→ **WORK INSTRUCTIONS**: When you reach the line with "mod notifier;" in the data below, begin printing lines exactly, and stop once the line with "use tracing_subscriber::Layer;" has been printed.

→ **RECORD SET**:
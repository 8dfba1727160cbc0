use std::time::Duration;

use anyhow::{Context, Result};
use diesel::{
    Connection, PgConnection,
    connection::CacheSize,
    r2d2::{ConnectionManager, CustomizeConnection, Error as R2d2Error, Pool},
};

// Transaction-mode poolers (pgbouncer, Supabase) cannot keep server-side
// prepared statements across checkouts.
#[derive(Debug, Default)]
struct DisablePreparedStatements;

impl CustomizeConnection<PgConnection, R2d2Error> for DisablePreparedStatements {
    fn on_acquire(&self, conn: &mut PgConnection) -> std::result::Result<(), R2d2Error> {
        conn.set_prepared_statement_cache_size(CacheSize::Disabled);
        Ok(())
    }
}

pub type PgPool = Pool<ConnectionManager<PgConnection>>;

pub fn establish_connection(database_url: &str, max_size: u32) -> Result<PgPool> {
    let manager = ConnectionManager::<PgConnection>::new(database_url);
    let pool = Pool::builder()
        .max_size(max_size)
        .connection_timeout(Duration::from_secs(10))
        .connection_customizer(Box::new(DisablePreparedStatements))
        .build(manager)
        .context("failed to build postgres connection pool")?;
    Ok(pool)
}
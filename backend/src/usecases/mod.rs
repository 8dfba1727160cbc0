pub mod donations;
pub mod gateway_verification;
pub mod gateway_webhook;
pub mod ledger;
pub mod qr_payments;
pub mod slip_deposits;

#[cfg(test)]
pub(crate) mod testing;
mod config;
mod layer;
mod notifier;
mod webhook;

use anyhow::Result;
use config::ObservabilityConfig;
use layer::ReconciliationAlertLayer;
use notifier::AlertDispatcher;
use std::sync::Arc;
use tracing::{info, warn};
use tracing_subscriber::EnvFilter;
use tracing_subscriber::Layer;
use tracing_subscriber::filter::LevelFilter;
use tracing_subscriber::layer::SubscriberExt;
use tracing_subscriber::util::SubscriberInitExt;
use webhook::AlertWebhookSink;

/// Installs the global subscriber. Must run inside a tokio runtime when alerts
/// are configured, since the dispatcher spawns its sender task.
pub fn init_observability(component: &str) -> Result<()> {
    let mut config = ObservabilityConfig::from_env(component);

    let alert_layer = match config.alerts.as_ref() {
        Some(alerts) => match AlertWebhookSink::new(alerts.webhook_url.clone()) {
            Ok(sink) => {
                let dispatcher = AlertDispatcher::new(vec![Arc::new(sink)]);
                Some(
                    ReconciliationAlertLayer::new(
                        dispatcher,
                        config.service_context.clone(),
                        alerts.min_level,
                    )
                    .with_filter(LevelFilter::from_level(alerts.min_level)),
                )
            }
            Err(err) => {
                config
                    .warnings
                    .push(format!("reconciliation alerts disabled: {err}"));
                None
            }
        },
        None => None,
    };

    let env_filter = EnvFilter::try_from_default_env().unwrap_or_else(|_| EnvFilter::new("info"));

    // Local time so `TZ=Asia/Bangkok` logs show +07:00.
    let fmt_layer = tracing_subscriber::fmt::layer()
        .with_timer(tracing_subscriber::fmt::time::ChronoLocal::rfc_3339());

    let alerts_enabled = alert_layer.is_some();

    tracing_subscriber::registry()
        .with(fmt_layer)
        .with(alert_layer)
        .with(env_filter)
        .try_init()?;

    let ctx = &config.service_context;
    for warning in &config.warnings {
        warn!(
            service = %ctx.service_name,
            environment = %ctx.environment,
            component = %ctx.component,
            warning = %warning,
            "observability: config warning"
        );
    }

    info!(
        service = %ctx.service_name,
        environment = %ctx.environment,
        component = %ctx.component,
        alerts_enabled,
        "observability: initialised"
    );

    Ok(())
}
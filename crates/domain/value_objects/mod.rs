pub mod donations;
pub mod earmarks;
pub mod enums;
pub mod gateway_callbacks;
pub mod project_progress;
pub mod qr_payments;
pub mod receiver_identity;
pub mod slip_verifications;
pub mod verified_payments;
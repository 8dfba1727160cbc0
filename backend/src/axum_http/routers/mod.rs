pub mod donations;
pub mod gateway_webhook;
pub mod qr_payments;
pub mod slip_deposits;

→ **FINAL ANSWER**:
mod notifier;
mod webhook;

use anyhow::Result;
use config::ObservabilityConfig;
use layer::ReconciliationAlertLayer;
use notifier::AlertDispatcher;
use std::sync::Arc;
use tracing::{info, warn};
use tracing_subscriber::EnvFilter;
use tracing_subscriber::Layer;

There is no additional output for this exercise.